### REQUIREMENT
Repeat only the stretch of lines below that runs from the line with "hex::encode(self.0)" through the line with "let mut a = InputHasher::new();", unaltered.

[Dataset entries]
════════

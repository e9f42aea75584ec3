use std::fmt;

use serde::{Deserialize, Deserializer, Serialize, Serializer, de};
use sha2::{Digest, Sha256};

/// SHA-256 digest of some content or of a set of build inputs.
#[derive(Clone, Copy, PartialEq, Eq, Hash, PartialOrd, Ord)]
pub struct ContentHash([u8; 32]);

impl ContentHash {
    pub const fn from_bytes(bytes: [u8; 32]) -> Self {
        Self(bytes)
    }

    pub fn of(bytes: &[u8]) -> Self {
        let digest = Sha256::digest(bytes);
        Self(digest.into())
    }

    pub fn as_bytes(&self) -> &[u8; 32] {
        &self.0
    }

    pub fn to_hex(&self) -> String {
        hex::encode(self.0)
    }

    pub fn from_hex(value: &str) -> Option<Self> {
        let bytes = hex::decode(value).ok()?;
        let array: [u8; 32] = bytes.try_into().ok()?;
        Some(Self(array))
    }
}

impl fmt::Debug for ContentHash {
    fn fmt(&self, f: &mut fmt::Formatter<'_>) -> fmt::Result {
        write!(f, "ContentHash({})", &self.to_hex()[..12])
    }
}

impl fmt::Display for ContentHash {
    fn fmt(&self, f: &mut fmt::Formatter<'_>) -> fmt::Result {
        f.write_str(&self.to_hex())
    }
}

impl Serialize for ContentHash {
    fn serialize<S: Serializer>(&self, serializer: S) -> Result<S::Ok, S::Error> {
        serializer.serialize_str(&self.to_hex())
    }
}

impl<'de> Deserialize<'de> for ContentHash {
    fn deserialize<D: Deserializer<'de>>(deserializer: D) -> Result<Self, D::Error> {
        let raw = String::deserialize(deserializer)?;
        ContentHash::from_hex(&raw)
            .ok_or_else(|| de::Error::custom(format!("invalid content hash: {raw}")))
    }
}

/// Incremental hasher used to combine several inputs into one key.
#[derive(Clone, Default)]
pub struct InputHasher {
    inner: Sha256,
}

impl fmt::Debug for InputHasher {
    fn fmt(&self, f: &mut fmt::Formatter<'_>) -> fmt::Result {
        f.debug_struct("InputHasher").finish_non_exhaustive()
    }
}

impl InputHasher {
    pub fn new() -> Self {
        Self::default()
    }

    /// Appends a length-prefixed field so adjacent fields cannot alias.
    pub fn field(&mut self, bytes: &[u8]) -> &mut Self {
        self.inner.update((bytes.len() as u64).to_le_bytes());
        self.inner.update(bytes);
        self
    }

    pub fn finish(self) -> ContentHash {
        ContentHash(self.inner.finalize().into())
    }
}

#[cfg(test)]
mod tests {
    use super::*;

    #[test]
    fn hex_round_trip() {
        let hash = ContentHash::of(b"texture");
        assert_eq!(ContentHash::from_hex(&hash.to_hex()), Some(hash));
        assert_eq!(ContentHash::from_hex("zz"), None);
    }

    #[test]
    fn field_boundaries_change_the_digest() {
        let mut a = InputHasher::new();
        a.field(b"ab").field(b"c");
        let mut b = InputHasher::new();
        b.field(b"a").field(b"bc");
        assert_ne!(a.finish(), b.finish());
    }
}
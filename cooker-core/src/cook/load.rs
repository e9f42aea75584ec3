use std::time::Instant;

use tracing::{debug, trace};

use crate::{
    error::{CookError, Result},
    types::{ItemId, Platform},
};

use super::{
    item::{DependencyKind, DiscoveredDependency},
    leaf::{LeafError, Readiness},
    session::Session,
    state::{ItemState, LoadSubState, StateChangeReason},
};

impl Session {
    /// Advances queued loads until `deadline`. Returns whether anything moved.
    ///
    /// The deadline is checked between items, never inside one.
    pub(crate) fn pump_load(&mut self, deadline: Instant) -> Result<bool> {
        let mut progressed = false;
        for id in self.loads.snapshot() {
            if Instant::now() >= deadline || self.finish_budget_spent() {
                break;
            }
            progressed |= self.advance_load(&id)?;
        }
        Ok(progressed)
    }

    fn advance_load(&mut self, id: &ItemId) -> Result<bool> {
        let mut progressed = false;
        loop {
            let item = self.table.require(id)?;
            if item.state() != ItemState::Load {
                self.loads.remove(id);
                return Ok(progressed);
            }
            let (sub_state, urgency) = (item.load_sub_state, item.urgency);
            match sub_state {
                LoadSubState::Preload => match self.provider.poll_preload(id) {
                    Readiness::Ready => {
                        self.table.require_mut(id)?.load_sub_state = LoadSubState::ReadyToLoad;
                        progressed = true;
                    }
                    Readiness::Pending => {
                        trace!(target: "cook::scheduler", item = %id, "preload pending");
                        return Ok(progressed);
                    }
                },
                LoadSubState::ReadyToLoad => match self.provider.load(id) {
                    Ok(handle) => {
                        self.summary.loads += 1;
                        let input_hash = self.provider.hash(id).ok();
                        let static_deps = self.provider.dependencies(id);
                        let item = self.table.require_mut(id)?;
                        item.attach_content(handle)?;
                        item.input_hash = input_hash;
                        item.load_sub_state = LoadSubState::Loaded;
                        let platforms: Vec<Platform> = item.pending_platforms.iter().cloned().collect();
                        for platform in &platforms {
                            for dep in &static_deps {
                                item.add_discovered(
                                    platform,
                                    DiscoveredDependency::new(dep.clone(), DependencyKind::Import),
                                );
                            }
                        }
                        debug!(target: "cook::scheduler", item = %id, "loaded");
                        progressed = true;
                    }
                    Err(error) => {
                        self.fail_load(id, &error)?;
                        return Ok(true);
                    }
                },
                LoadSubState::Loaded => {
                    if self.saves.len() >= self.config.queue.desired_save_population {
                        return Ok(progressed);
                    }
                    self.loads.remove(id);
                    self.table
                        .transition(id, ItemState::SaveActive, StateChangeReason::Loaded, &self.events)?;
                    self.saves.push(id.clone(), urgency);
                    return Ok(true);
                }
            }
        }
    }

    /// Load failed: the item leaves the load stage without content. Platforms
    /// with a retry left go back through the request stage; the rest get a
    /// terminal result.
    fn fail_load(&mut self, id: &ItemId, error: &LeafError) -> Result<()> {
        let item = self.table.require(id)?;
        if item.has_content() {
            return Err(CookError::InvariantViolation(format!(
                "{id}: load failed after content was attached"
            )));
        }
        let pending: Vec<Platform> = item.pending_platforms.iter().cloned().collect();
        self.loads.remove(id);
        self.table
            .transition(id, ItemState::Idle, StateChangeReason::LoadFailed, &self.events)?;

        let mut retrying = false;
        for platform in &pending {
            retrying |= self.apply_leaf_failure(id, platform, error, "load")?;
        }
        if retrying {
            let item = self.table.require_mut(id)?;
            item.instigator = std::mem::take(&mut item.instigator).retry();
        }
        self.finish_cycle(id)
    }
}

════════

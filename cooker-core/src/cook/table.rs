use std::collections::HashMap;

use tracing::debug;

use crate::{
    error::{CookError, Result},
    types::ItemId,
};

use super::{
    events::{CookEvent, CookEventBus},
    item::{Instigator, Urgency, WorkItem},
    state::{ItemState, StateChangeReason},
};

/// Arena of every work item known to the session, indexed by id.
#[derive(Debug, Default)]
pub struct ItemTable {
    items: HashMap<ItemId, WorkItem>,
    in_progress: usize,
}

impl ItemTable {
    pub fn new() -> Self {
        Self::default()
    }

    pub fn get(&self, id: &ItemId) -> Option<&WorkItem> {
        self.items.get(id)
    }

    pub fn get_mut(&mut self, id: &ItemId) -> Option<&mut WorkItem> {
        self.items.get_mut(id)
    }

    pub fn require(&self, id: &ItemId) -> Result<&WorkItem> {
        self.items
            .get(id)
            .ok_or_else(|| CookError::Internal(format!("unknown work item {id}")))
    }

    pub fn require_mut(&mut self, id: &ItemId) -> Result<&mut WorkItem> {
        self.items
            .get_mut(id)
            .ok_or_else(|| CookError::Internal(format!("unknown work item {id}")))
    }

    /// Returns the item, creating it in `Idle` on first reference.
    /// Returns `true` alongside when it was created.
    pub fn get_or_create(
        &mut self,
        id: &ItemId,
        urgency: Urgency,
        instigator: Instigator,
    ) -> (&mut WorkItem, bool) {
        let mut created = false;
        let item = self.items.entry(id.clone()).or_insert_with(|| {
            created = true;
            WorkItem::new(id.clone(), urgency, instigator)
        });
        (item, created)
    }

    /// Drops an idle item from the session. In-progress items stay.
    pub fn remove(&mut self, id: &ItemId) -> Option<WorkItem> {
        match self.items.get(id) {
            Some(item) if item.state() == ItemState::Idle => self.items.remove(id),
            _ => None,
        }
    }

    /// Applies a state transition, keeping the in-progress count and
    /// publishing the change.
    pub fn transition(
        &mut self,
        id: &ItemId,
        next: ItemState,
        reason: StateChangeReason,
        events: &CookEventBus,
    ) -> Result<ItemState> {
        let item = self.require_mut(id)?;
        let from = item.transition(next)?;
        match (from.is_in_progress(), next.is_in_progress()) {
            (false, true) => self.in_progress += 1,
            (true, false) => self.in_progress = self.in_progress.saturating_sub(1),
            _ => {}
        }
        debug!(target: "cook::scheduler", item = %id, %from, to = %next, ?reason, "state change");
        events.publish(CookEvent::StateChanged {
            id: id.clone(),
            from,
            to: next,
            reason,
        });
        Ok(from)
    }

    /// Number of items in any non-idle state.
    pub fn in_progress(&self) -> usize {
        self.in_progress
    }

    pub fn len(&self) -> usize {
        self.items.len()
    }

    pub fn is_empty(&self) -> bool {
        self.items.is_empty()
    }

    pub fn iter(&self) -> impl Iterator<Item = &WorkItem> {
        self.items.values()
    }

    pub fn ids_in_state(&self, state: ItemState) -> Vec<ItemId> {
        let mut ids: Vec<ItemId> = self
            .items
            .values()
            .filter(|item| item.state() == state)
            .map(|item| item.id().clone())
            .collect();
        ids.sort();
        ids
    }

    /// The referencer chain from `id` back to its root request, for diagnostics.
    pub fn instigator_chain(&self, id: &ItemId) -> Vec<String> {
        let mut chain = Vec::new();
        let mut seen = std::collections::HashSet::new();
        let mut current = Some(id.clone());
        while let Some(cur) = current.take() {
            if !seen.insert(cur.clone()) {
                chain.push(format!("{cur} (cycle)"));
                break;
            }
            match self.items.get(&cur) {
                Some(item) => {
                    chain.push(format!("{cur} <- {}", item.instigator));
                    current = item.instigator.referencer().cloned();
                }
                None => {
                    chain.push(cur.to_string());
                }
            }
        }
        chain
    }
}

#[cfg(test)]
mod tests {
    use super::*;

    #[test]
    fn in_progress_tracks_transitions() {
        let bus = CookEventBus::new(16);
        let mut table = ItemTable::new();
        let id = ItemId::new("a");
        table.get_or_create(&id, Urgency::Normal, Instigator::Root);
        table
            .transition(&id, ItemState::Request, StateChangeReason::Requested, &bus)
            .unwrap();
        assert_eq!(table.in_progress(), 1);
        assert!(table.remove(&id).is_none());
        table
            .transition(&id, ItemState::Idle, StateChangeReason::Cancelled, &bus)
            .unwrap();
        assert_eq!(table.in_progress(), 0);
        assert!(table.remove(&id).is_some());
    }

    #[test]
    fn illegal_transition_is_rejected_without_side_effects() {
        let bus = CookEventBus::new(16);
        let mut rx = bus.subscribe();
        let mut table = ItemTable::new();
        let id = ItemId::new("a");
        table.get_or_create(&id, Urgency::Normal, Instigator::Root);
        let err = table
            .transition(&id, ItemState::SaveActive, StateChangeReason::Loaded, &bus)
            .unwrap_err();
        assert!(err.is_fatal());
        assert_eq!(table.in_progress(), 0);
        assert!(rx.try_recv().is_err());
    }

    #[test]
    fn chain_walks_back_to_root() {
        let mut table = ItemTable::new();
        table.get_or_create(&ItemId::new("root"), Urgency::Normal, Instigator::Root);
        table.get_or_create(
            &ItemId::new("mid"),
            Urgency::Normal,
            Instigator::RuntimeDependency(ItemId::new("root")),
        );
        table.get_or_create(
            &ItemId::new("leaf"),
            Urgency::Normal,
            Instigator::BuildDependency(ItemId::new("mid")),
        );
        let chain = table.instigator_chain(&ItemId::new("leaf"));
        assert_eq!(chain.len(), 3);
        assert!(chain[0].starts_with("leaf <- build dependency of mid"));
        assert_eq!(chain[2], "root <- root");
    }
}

════════

### RESULT
        hex::encode(self.0)
    }

    pub fn from_hex(value: &str) -> Option<Self> {
        let bytes = hex::decode(value).ok()?;
        let array: [u8; 32] = bytes.try_into().ok()?;
        Some(Self(array))
    }
}

impl fmt::Debug for ContentHash {
    fn fmt(&self, f: &mut fmt::Formatter<'_>) -> fmt::Result {
        write!(f, "ContentHash({})", &self.to_hex()[..12])
    }
}

impl fmt::Display for ContentHash {
    fn fmt(&self, f: &mut fmt::Formatter<'_>) -> fmt::Result {
        f.write_str(&self.to_hex())
    }
}

impl Serialize for ContentHash {
    fn serialize<S: Serializer>(&self, serializer: S) -> Result<S::Ok, S::Error> {
        serializer.serialize_str(&self.to_hex())
    }
}

impl<'de> Deserialize<'de> for ContentHash {
    fn deserialize<D: Deserializer<'de>>(deserializer: D) -> Result<Self, D::Error> {
        let raw = String::deserialize(deserializer)?;
        ContentHash::from_hex(&raw)
            .ok_or_else(|| de::Error::custom(format!("invalid content hash: {raw}")))
    }
}

/// Incremental hasher used to combine several inputs into one key.
#[derive(Clone, Default)]
pub struct InputHasher {
    inner: Sha256,
}

impl fmt::Debug for InputHasher {
    fn fmt(&self, f: &mut fmt::Formatter<'_>) -> fmt::Result {
        f.debug_struct("InputHasher").finish_non_exhaustive()
    }
}

impl InputHasher {
    pub fn new() -> Self {
        Self::default()
    }

    /// Appends a length-prefixed field so adjacent fields cannot alias.
    pub fn field(&mut self, bytes: &[u8]) -> &mut Self {
        self.inner.update((bytes.len() as u64).to_le_bytes());
        self.inner.update(bytes);
        self
    }

    pub fn finish(self) -> ContentHash {
        ContentHash(self.inner.finalize().into())
    }
}

#[cfg(test)]
mod tests {
    use super::*;

    #[test]
    fn hex_round_trip() {
        let hash = ContentHash::of(b"texture");
        assert_eq!(ContentHash::from_hex(&hash.to_hex()), Some(hash));
        assert_eq!(ContentHash::from_hex("zz"), None);
    }

    #[test]
    fn field_boundaries_change_the_digest() {
        let mut a = InputHasher::new();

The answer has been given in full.